» **Task goal**: For the data below, restate word for word only the lines from the line containing "pub fn new(deck: Vec<Card>)" through the line containing "card.face_up = false;", both ends included.

» **Dataset records**:
┏━━

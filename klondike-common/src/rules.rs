//! Move legality. Everything here is a pure function of the board.

use crate::board::{Board, PileId, TOTAL_FOUNDATIONS};
use crate::card::Card;

/// Whether `card` may be placed on a foundation whose top is `top`.
pub fn can_stack_foundation(top: Option<&Card>, card: &Card) -> bool {
    match top {
        None => card.is_ace(),
        Some(top) => top.suit() == card.suit() && card.rank() == top.rank() + 1,
    }
}

/// Whether `card` may be placed on a tableau whose top is `top`.
pub fn can_stack_tableau(top: Option<&Card>, card: &Card) -> bool {
    match top {
        None => card.is_king(),
        Some(top) => top.face_up && top.color() != card.color() && card.rank() + 1 == top.rank(),
    }
}

impl Board {
    /// Checks the foundation of the card's own suit only.
    pub fn can_move_to_foundation(&self, card: &Card) -> bool {
        can_stack_foundation(self.foundation(card.suit()).peek_top(), card)
    }

    /// For a run, pass the lead card.
    pub fn can_move_to_tableau(&self, card: &Card, target: usize) -> bool {
        self.tableaus
            .get(target)
            .is_some_and(|tableau| can_stack_tableau(tableau.peek_top(), card))
    }

    /// Drag-and-drop probe. `cards[0]` is the lead card of the dragged group.
    pub fn can_drop_cards(&self, cards: &[Card], target: PileId) -> bool {
        let Some(lead) = cards.first() else {
            return false;
        };
        match target {
            PileId::Foundation(idx) => {
                idx < TOTAL_FOUNDATIONS && cards.len() == 1 && self.can_move_to_foundation(lead)
            }
            PileId::Tableau(idx) => self.can_move_to_tableau(lead, idx),
            PileId::Stock | PileId::Waste => false,
        }
    }
}

#[cfg(test)]
mod tests {
    use super::*;
    use crate::card::Suit;

    fn card(s: &str) -> Card {
        let mut chars = s.chars();
        let (rank, suit) = (chars.next().unwrap(), chars.next().unwrap());
        Card::parse(rank, suit).unwrap().face_up()
    }

    #[test]
    fn test_foundation_requires_ace_first() {
        let board = Board::parse("Waste: 2♥A♥").unwrap();
        assert!(!board.can_move_to_foundation(&card("2♥")));
        assert!(board.can_move_to_foundation(&card("A♥")));

        let mut board = board;
        assert_eq!(board.move_waste_to_foundation(), Some(card("A♥")));
        assert_eq!(board.foundation(Suit::Hearts).len(), 1);
        assert!(board.can_move_to_foundation(&card("2♥")));
        assert!(!board.can_move_to_foundation(&card("A♥")));
        assert!(!board.can_move_to_foundation(&card("3♥")));
    }

    #[test]
    fn test_foundation_uses_matching_suit() {
        let board = Board::parse("Foundation1: 4♥\nFoundation3: 4♣").unwrap();
        assert!(board.can_move_to_foundation(&card("5♥")));
        assert!(board.can_move_to_foundation(&card("5♣")));
        assert!(!board.can_move_to_foundation(&card("5♦")));
        assert!(board.can_move_to_foundation(&card("A♦")));
    }

    #[test]
    fn test_tableau_alternating_descending() {
        let board = Board::parse("Tableau1: 9♣|5♥\nTableau2: 7♦").unwrap();
        assert!(board.can_move_to_tableau(&card("4♠"), 0));
        assert!(board.can_move_to_tableau(&card("4♣"), 0));
        assert!(!board.can_move_to_tableau(&card("4♥"), 0));
        assert!(!board.can_move_to_tableau(&card("3♠"), 0));
        assert!(!board.can_move_to_tableau(&card("6♠"), 0));
        // face-down top accepts nothing
        assert!(!board.can_move_to_tableau(&card("6♠"), 1));
        assert!(!board.can_move_to_tableau(&card("4♠"), 7));
    }

    #[test]
    fn test_empty_tableau_only_accepts_king() {
        let board = Board::new();
        assert!(board.can_move_to_tableau(&card("K♥"), 3));
        assert!(!board.can_move_to_tableau(&card("Q♠"), 3));
    }

    #[test]
    fn test_can_drop_cards() {
        let board = Board::parse("Tableau1: |6♦\nTableau2: |A♣").unwrap();
        let run = [card("5♠"), card("4♥")];
        assert!(board.can_drop_cards(&run, PileId::Tableau(0)));
        assert!(!board.can_drop_cards(&run, PileId::Tableau(1)));
        assert!(!board.can_drop_cards(&[], PileId::Tableau(0)));

        assert!(board.can_drop_cards(&[card("A♣")], PileId::Foundation(2)));
        assert!(!board.can_drop_cards(&[card("A♣"), card("K♥")], PileId::Foundation(2)));
        assert!(!board.can_drop_cards(&[card("A♣")], PileId::Waste));
        assert!(!board.can_drop_cards(&[card("A♣")], PileId::Foundation(4)));
    }
}
use std::time::Duration;

/// Cadences the host drives the session with, plus the deck seed.
#[derive(Debug, Clone, PartialEq, Eq)]
pub struct Config {
    /// Seed for the shuffles; `None` draws one from the OS.
    pub seed: Option<u64>,
    /// Delay between two bot ticks.
    pub bot_interval: Duration,
    /// Delay between two cards while dealing.
    pub deal_interval: Duration,
    /// Delay before a new game once the bot got stuck or won.
    pub restart_delay: Duration,
    /// How long a win is celebrated before anything else happens.
    pub celebration: Duration,
}

impl Default for Config {
    fn default() -> Self {
        Self {
            seed: None,
            bot_interval: Duration::from_millis(1200),
            deal_interval: Duration::from_millis(50),
            restart_delay: Duration::from_millis(2000),
            celebration: Duration::from_millis(5000),
        }
    }
}
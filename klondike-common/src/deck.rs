use crate::board::{Board, TOTAL_TABLEAUS};
use crate::card::{Card, MAX_CARD};

use rand::Rng;

/// The 52 cards, face-down, suit-major (hearts, diamonds, clubs, spades), Ace to King.
pub fn build_deck() -> Vec<Card> {
    (0..MAX_CARD).map(Card::new_with_id).collect()
}

/// Fisher-Yates, walking from the last index down.
pub fn shuffle<R: Rng + ?Sized>(deck: &mut [Card], rng: &mut R) {
    for i in (1..deck.len()).rev() {
        let j = rng.random_range(0..=i);
        deck.swap(i, j);
    }
}

pub fn deal(deck: Vec<Card>) -> Board {
    let mut board = Board::new();
    Dealer::new(deck).finish(&mut board);
    board
}

/// Deals the tableau one card at a time so a front-end can pace the placement.
///
/// Pass `p` puts one card on each pile `p..7`, popping from the end of the deck.
/// The card landing on pile `p` during pass `p` is its last one and the only one
/// dealt face-up.
#[derive(Debug, Clone)]
pub struct Dealer {
    deck: Vec<Card>,
    pass: usize,
    pile: usize,
}

impl Dealer {
    pub fn new(deck: Vec<Card>) -> Self {
        Self {
            deck,
            pass: 0,
            pile: 0,
        }
    }

    pub fn is_finished(&self) -> bool {
        self.pass >= TOTAL_TABLEAUS || self.deck.is_empty()
    }

    /// Cards not yet placed, including the ones destined for the stock.
    pub fn remaining(&self) -> usize {
        self.deck.len()
    }

    /// Places the next card and returns the tableau that received it.
    pub fn step(&mut self, board: &mut Board) -> Option<usize> {
        if self.pass >= TOTAL_TABLEAUS {
            return None;
        }
        let mut card = self.deck.pop()?;
        card.face_up = self.pile == self.pass;
        let pile = self.pile;
        board.tableaus[pile].push(card);

        self.pile += 1;
        if self.pile == TOTAL_TABLEAUS {
            self.pass += 1;
            self.pile = self.pass;
        }
        Some(pile)
    }

    /// Deals whatever is left of the tableau, then hands the rest to the stock.
    pub fn finish(mut self, board: &mut Board) {
        while self.step(board).is_some() {}
        board.stock.cards.extend(self.deck.into_iter().map(|mut card| {
            card.face_up = false;
            card
        }));
    }
}

#[cfg(test)]
mod tests {
    use super::*;
    use crate::board::TALON_SIZE;

    use rand::SeedableRng;
    use rand::rngs::StdRng;

    #[test]
    fn test_build_deck_order() {
        let deck = build_deck();
        assert_eq!(deck.len(), 52);
        assert_eq!(deck[0].to_string(), "A♥");
        assert_eq!(deck[13].to_string(), "A♦");
        assert_eq!(deck[51].to_string(), "K♠");
        assert!(deck.iter().all(|card| !card.face_up));
    }

    #[test]
    fn test_shuffle_is_reproducible_permutation() {
        let mut a = build_deck();
        let mut b = build_deck();
        shuffle(&mut a, &mut StdRng::seed_from_u64(7));
        shuffle(&mut b, &mut StdRng::seed_from_u64(7));
        assert_eq!(a, b);
        assert_ne!(a, build_deck());

        let mut ids: Vec<u8> = a.iter().map(Card::id).collect();
        ids.sort_unstable();
        assert_eq!(ids, (0..52).collect::<Vec<u8>>());
    }

    #[test]
    fn test_deal_unshuffled() {
        let board = deal(build_deck());
        assert!(board.is_valid());
        assert_eq!(board.stock.len(), TALON_SIZE);
        assert!(board.waste.is_empty());
        for (k, tableau) in board.tableaus.iter().enumerate() {
            assert_eq!(tableau.len(), k + 1);
            assert_eq!(tableau.face_up_run().len(), 1);
            assert_eq!(tableau.first_face_up(), Some(k));
        }
        let last = &board.tableaus[6];
        assert_eq!(last.len(), 7);
        assert_eq!(last.face_down_count(), 6);

        // The first card popped is the deck's last one, face-up on pile 0.
        assert_eq!(board.tableaus[0].peek_top().unwrap().to_string(), "K♠");
        // The stock keeps the deck order.
        let stock: Vec<String> = board.stock.iter().map(|c| c.to_string()).collect();
        assert_eq!(stock.first().map(String::as_str), Some("A♥"));
        assert_eq!(stock.last().map(String::as_str), Some("J♦"));
    }

    #[test]
    fn test_dealer_steps() {
        let mut board = Board::new();
        let mut dealer = Dealer::new(build_deck());
        let piles: Vec<usize> = std::iter::from_fn(|| dealer.step(&mut board)).collect();
        assert_eq!(piles.len(), 28);
        assert_eq!(&piles[..8], &[0, 1, 2, 3, 4, 5, 6, 1]);
        assert!(dealer.is_finished());
        assert_eq!(dealer.remaining(), TALON_SIZE);
        dealer.finish(&mut board);
        assert!(board.is_valid());
    }
}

┗━━

» **Result**:
    pub fn new(deck: Vec<Card>) -> Self {
        Self {
            deck,
            pass: 0,
            pile: 0,
        }
    }

    pub fn is_finished(&self) -> bool {
        self.pass >= TOTAL_TABLEAUS || self.deck.is_empty()
    }

    /// Cards not yet placed, including the ones destined for the stock.
    pub fn remaining(&self) -> usize {
        self.deck.len()
    }

    /// Places the next card and returns the tableau that received it.
    pub fn step(&mut self, board: &mut Board) -> Option<usize> {
        if self.pass >= TOTAL_TABLEAUS {
            return None;
        }
        let mut card = self.deck.pop()?;
        card.face_up = self.pile == self.pass;
        let pile = self.pile;
        board.tableaus[pile].push(card);

        self.pile += 1;
        if self.pile == TOTAL_TABLEAUS {
            self.pass += 1;
            self.pile = self.pass;
        }
        Some(pile)
    }

    /// Deals whatever is left of the tableau, then hands the rest to the stock.
    pub fn finish(mut self, board: &mut Board) {
        while self.step(board).is_some() {}
        board.stock.cards.extend(self.deck.into_iter().map(|mut card| {
            card.face_up = false;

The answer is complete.